**Data shown**:
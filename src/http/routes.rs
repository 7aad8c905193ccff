use axum::{
    Router,
    routing::{get, post},
};

use crate::{
    http::handlers::{check_rated_handler, overall_average_handler, submit_handler},
    state::AppState,
};

/// Routes served under `/api`.
pub fn create_http_routes(state: AppState) -> Router {
    Router::new()
        .route("/submit", post(submit_handler))
        .route("/overall-average", get(overall_average_handler))
        .route("/check-rated", get(check_rated_handler))
        .with_state(state)
}
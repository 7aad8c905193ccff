pub mod aggregation;
pub mod config;
pub mod db;
pub mod errors;
pub mod http;
pub mod middleware;
pub mod models;
pub mod state;

use axum::{Router, http::StatusCode, middleware as axum_middleware};
use tokio::{net::TcpListener, signal};
use tower::ServiceBuilder;
use tower_http::{
    catch_panic::CatchPanicLayer,
    services::{ServeDir, ServeFile},
    trace::TraceLayer,
};
use tracing_subscriber::EnvFilter;

use config::Config;
use db::MongoReviewStore;
use errors::AppError;
use middleware::{cors_layer, log_body_middleware, panic_response};
use state::AppState;

/// Assembles the full router: `/api` routes, shared layers, and either the
/// static site (production) or a plain 404 fallback.
pub fn create_app(state: AppState, config: &Config) -> Router {
    let api = http::create_http_routes(state);
    let api = if config.log_bodies {
        api.layer(axum_middleware::from_fn(log_body_middleware))
    } else {
        api
    };

    let app = Router::new().nest("/api", api);

    let app = if config.is_production() {
        let index = config.static_dir.join("index.html");
        tracing::info!("Serving frontend from {}", config.static_dir.display());
        app.route_service("/", ServeFile::new(index))
            .fallback_service(ServeDir::new(&config.static_dir))
    } else {
        app.fallback(|| async { (StatusCode::NOT_FOUND, "404 Not Found") })
    };

    app.layer(
        ServiceBuilder::new()
            .layer(TraceLayer::new_for_http())
            .layer(cors_layer())
            .layer(CatchPanicLayer::custom(panic_response)),
    )
}

pub async fn start_server() -> Result<(), AppError> {
    dotenvy::dotenv().ok();
    tracing_subscriber::fmt()
        .with_env_filter(EnvFilter::try_from_default_env().unwrap_or_else(|_| EnvFilter::new("info")))
        .init();

    let config = Config::from_env()?;

    let store = MongoReviewStore::connect(&config).await?;
    let state = AppState::new(store);

    let app = create_app(state.clone(), &config);

    let address = format!("0.0.0.0:{}", config.port);
    let listener = TcpListener::bind(&address).await?;
    tracing::info!("Server running on http://{address}");

    axum::serve(listener, app)
        .with_graceful_shutdown(shutdown_signal())
        .await?;

    state.store.shutdown().await;
    tracing::info!("Server shut down");

    Ok(())
}

async fn shutdown_signal() {
    let ctrl_c = async {
        match signal::ctrl_c().await {
            Ok(()) => tracing::info!("Received Ctrl+C, shutting down"),
            Err(e) => {
                tracing::error!("Failed to install Ctrl+C handler: {}", e);
                std::future::pending::<()>().await;
            }
        }
    };

    #[cfg(unix)]
    let terminate = async {
        match signal::unix::signal(signal::unix::SignalKind::terminate()) {
            Ok(mut sig) => {
                sig.recv().await;
                tracing::info!("Received terminate signal, shutting down");
            }
            Err(e) => {
                tracing::error!("Failed to install signal handler: {}", e);
                std::future::pending::<()>().await;
            }
        }
    };

    #[cfg(not(unix))]
    let terminate = std::future::pending::<()>();

    tokio::select! {
        _ = ctrl_c => {},
        _ = terminate => {},
    }
}
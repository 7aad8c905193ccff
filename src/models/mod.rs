pub mod review;

pub use review::{CheckRated, ErrorBody, NewReview, OverallAverage, Review, SubmitPayload};
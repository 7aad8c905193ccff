use chrono::{DateTime, Utc};
use serde::{Deserialize, Serialize};

use crate::{aggregation::submission_average, errors::AppError};

/// A stored rating submission.
#[derive(Debug, Clone, PartialEq, Serialize, Deserialize)]
pub struct Review {
    #[serde(rename = "_id")]
    pub id: String,
    pub user_rating_id: String,
    pub ratings: Vec<f64>,
    /// Mean of `ratings`, fixed at write time.
    pub average: f64,
    #[serde(rename = "createdAt")]
    pub created_at: DateTime<Utc>,
}

/// A validated submission that has not been persisted yet.
#[derive(Debug, Clone, PartialEq)]
pub struct NewReview {
    pub user_rating_id: String,
    pub ratings: Vec<f64>,
    pub average: f64,
}

impl NewReview {
    pub fn new(user_rating_id: impl Into<String>, ratings: Vec<f64>) -> Result<Self, AppError> {
        let user_rating_id = user_rating_id.into();
        if user_rating_id.trim().is_empty() {
            return Err(AppError::BadRequest("user_rating_id is required".into()));
        }

        let average = submission_average(&ratings)
            .ok_or_else(|| AppError::BadRequest("ratings must not be empty".into()))?;

        Ok(Self {
            user_rating_id,
            ratings,
            average,
        })
    }

    pub fn into_review(self, id: String, created_at: DateTime<Utc>) -> Review {
        Review {
            id,
            user_rating_id: self.user_rating_id,
            ratings: self.ratings,
            average: self.average,
            created_at,
        }
    }
}

#[derive(Debug, Deserialize)]
pub struct SubmitPayload {
    pub user_rating_id: Option<String>,
    #[serde(alias = "que")]
    pub ratings: Option<Vec<f64>>,
}

impl SubmitPayload {
    pub fn into_new_review(self) -> Result<NewReview, AppError> {
        let user_rating_id = self
            .user_rating_id
            .ok_or_else(|| AppError::BadRequest("user_rating_id is required".into()))?;
        let ratings = self
            .ratings
            .ok_or_else(|| AppError::BadRequest("ratings is required".into()))?;

        NewReview::new(user_rating_id, ratings)
    }
}

#[derive(Debug, Serialize)]
#[serde(rename_all = "camelCase")]
pub struct OverallAverage {
    pub overall_average: f64,
}

/// Answer to the has-rated check. `ratings` carries the stored average and
/// `que` the individual scores; both are omitted when nothing was found.
#[derive(Debug, Default, Serialize)]
#[serde(rename_all = "camelCase")]
pub struct CheckRated {
    pub has_rated: bool,
    #[serde(skip_serializing_if = "Option::is_none")]
    pub ratings: Option<f64>,
    #[serde(skip_serializing_if = "Option::is_none")]
    pub que: Option<Vec<f64>>,
}

impl CheckRated {
    pub fn not_rated() -> Self {
        Self::default()
    }
}

impl From<Option<Review>> for CheckRated {
    fn from(review: Option<Review>) -> Self {
        match review {
            Some(review) => Self {
                has_rated: true,
                ratings: Some(review.average),
                que: Some(review.ratings),
            },
            None => Self::not_rated(),
        }
    }
}

#[derive(Debug, Serialize)]
pub struct ErrorBody {
    pub error: String,
}

impl ErrorBody {
    pub fn new(error: impl Into<String>) -> Self {
        Self {
            error: error.into(),
        }
    }
}
pub mod handlers;
pub mod routes;

pub use routes::create_http_routes;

**Task statement**: Each line of the listing that includes the word "filename" should be copied out.

**Response to this task**:
filename src/http/routes.rs
filename src/models/mod.rs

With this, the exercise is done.